[Task item]: Every line of the entries with the word "MeetingId" in it should be shown.

[Source data]:
....................

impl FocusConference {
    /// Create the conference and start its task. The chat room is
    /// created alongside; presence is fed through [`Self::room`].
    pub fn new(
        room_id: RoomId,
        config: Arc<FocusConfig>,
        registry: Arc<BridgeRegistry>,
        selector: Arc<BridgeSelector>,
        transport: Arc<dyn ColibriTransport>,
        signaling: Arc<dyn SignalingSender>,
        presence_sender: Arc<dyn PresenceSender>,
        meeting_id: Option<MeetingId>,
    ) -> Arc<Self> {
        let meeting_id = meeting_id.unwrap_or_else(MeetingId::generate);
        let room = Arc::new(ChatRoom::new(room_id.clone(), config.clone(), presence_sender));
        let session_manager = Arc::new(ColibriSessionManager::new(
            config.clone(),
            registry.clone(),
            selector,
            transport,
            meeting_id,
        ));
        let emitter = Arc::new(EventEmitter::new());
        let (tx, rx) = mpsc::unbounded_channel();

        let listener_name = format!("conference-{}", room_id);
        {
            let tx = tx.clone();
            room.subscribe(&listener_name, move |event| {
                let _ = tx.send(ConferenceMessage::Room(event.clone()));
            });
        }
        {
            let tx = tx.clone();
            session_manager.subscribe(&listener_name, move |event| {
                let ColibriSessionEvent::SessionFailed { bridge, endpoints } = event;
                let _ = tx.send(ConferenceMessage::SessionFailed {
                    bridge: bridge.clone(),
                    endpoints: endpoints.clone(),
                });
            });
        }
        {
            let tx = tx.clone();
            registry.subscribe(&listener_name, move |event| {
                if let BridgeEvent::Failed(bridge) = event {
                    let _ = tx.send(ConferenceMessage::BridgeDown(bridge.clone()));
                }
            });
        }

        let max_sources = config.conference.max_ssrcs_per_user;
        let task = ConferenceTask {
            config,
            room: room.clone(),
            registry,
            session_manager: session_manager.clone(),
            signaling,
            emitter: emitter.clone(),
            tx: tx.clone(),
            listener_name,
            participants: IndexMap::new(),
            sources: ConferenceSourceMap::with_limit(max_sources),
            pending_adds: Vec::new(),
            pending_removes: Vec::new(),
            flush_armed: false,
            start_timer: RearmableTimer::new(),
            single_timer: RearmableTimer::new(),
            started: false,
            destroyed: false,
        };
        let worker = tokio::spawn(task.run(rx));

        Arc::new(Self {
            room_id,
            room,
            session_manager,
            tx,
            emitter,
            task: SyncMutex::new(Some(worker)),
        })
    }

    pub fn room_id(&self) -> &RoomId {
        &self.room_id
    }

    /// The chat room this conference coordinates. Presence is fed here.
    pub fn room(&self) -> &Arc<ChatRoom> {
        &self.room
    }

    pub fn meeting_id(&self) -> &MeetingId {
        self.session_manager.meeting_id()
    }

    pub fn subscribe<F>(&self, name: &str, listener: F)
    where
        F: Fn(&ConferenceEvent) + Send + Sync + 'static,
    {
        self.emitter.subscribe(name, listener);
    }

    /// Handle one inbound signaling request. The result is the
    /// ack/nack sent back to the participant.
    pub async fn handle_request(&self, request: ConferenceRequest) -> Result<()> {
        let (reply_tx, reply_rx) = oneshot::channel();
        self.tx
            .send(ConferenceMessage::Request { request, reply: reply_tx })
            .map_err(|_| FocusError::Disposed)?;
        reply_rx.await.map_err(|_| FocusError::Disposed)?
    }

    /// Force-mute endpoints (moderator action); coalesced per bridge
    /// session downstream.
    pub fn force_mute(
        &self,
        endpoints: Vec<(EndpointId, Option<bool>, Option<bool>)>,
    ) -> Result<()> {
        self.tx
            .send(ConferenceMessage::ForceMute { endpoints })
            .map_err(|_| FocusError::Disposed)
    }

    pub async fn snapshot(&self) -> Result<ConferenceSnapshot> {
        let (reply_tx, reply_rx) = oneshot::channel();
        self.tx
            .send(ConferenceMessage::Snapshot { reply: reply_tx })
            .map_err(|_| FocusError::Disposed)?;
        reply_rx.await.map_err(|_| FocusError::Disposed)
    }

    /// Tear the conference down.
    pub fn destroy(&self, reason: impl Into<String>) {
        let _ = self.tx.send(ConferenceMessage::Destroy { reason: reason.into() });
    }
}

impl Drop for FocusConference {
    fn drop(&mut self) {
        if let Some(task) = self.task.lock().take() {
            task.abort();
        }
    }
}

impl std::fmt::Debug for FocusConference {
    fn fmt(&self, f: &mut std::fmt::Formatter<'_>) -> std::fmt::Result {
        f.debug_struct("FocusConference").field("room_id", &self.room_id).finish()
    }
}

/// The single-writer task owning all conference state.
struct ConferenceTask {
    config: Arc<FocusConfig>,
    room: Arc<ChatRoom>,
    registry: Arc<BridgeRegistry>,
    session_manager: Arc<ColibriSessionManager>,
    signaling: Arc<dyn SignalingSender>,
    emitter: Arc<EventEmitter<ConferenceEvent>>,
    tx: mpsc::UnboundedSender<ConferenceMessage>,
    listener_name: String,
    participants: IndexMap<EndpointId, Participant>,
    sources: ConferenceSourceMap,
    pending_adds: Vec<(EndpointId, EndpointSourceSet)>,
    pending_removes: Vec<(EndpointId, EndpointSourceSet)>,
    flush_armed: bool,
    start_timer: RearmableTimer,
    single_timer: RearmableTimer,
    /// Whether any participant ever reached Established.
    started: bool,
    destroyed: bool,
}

....................

[Exercise answer]:
        meeting_id: Option<MeetingId>,
        let meeting_id = meeting_id.unwrap_or_else(MeetingId::generate);
    pub fn meeting_id(&self) -> &MeetingId {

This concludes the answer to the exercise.